A tragédia de Abnormally Attracted To Sin como um todo é que há dois corpos distintos de trabalho aqui, e eles simplesmente não pertencem ao mesmo disco. Um é consistentemente inventivo, cativante e (o mais importante) sincero; o outro se assemelha a algo fácil e vulgar surgido com o estudo de personagens, formado de músicas bastante emocionais, que mereceriam uma produção mais refinada. “500 Miles” é em essência um material saltitante, enquanto a quase promissora de início “Police Me” é destruída por uma letra horrenda. Esta é tristemente uma característica definidora das piores faixas do álbum. As nuances brilhantes, alusões, espirituosidade e peculiaridades que esperamos de Amos estão ocasionalmente em falta. Invés delas temos referências desajeitadas como “Putinhas góticas” e GPS’s. Preferiríamos ter um ouvido preenchido de cidra. Em comparação, “That Guy” e ”Mary Jane” fazem o final denso da fatia teatral e nos mostra Amos num humor astuto e brincalhão, que deve funcionar melhor ao vivo.

Das canções que pertencem ao outro álbum, matador, “Starling” e ”Ophelia” são sólidas, se não forem um pouco familiares, enquanto os rodopios sulistas e encantadores e a pronúncia esquisita de “Fast Horse” unem-se surpreendemente bem. “Curtain Call” é Tori Amos em seu melhor ar de mistério, com um bom uso de tensão na canção. A letra é inteligente e cheia de metáforas “sexo e drogas”, e mesmo que pareçam autobiográficas, expandem-se a ponto de que você pode projetar suas próprias experiências nelas. “Lady In Blue” é um épico maravilhosamente hipnótico, que evolui deliciosamente devagar a um longo e soberbo clímax instrumental. Depois de “Give”, é de longe a mais surpreendente inclusão do álbum, repleta de paixão ardente e espirais de fumaça, além de uma enfeitiçante intriga... É equiparável ao melhor da incrível carreira de Amos.
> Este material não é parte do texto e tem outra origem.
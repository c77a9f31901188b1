// self
use crate::{_prelude::*, obs::FlowKind};

/// Type alias that resolves to an instrumented future when tracing is enabled.
#[cfg(feature = "tracing")]
pub type InstrumentedFlow<F> = tracing::instrument::Instrumented<F>;
/// Passthrough future type when tracing is disabled.
#[cfg(not(feature = "tracing"))]
pub type InstrumentedFlow<F> = F;

/// A span builder used by credential and webhook flows.
#[derive(Clone, Debug)]
pub struct FlowSpan {
	#[cfg(feature = "tracing")]
	span: tracing::Span,
}
impl FlowSpan {
	/// Creates a new span tagged with the provided flow kind + stage.
	pub fn new(kind: FlowKind, stage: &'static str) -> Self {
		#[cfg(feature = "tracing")]
		{
			let span = tracing::info_span!("partner_auth.flow", flow = kind.as_str(), stage);

			Self { span }
		}
		#[cfg(not(feature = "tracing"))]
		{
			let _ = (kind, stage);

			Self {}
		}
	}

	/// Enters the span for synchronous sections.
	pub fn entered(self) -> FlowSpanGuard {
		#[cfg(feature = "tracing")]
		{
			FlowSpanGuard { guard: self.span.entered() }
		}
		#[cfg(not(feature = "tracing"))]
		{
			let _ = self;

			FlowSpanGuard {}
		}
	}

	/// Instruments an async block without holding a guard across `.await` points.
	pub fn instrument<Fut>(&self, fut: Fut) -> InstrumentedFlow<Fut>
	where
		Fut: Future,
	{
		#[cfg(feature = "tracing")]
		{
			use tracing::Instrument;

			fut.instrument(self.span.clone())
		}
		#[cfg(not(feature = "tracing"))]
		{
			fut
		}
	}
}

/// RAII guard returned by [`FlowSpan::entered`].
pub struct FlowSpanGuard {
	#[cfg(feature = "tracing")]
	#[allow(dead_code)]
	guard: tracing::span::EnteredSpan,
}
impl Debug for FlowSpanGuard {
	fn fmt(&self, f: &mut Formatter) -> FmtResult {
		f.write_str("FlowSpanGuard(..)")
	}
}

/// Logs a newly issued credential; only its timing is recorded.
pub fn token_acquired(expires_at: OffsetDateTime, attempts: u32) {
	#[cfg(feature = "tracing")]
	tracing::debug!(%expires_at, attempts, "Acquired partner access token.");

	#[cfg(not(feature = "tracing"))]
	let _ = (expires_at, attempts);
}

/// Logs a transient acquisition failure that is about to be retried.
pub fn acquisition_retry(retry: u32, delay: Duration, error: &Error) {
	#[cfg(feature = "tracing")]
	tracing::warn!(
		retry,
		delay_ms = delay.whole_milliseconds() as i64,
		error = %error,
		"Token endpoint failed transiently; retrying."
	);

	#[cfg(not(feature = "tracing"))]
	let _ = (retry, delay, error);
}

/// Logs a refresh that did not produce a credential; background failures log at `warn`
/// since the task retries on its own.
pub fn refresh_failed(kind: FlowKind, error: &Error) {
	#[cfg(feature = "tracing")]
	if matches!(kind, FlowKind::BackgroundRefresh) {
		tracing::warn!(flow = kind.as_str(), error = %error, "Partner token refresh failed.");
	} else {
		tracing::error!(flow = kind.as_str(), error = %error, "Partner token refresh failed.");
	}

	#[cfg(not(feature = "tracing"))]
	let _ = (kind, error);
}

/// Logs that a previously issued credential was handed out after a failed refresh.
pub fn stale_credential_served(expires_at: OffsetDateTime) {
	#[cfg(feature = "tracing")]
	tracing::warn!(%expires_at, "Serving previously issued partner token after refresh failure.");

	#[cfg(not(feature = "tracing"))]
	let _ = expires_at;
}

/// Logs an accepted webhook delivery.
pub fn webhook_accepted(fingerprint: &str) {
	#[cfg(feature = "tracing")]
	tracing::debug!(payload_sha256 = fingerprint, "Webhook signature accepted.");

	#[cfg(not(feature = "tracing"))]
	let _ = fingerprint;
}

/// Logs a rejected webhook delivery with its diagnostic detail.
pub fn webhook_rejected(reason: &'static str, detail: &str, fingerprint: &str) {
	#[cfg(feature = "tracing")]
	tracing::warn!(reason, detail, payload_sha256 = fingerprint, "Webhook signature rejected.");

	#[cfg(not(feature = "tracing"))]
	let _ = (reason, detail, fingerprint);
}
A docemente outonal e bem acabada bonus track “Oscar’s Theme” nos remete rapidamente a seus dias de piano solo, e à medida que o som vai se esvaecendo, você fica com vontade de ter mais desta Tori. Esta pianista ímpar do rock que pode lhe adentrar com somente um suspiro. Sim, esta é a dádiva dela.

Provavelmente nunca saberemos por que Tori tem insistido tanto, em seu trabalho recente, em ser tudo para todos, porém Abnormally Attracted To Sin é facilmente a experiência sonora mais irregular propiciada por ela. É um prejuízo para o fantástico álbum contido dentro de seu esparrame e seria uma pena para as pessoas ouvir os desejos de “500 Miles” e depreciar o álbum como um todo. A idéia de Amos em repensar o conceito de pecado pela igreja não cria um contexto coerente, então seria interessante ver em que o DVD bônus de “visualettes” contribuirá para isso, se em algo contribuir.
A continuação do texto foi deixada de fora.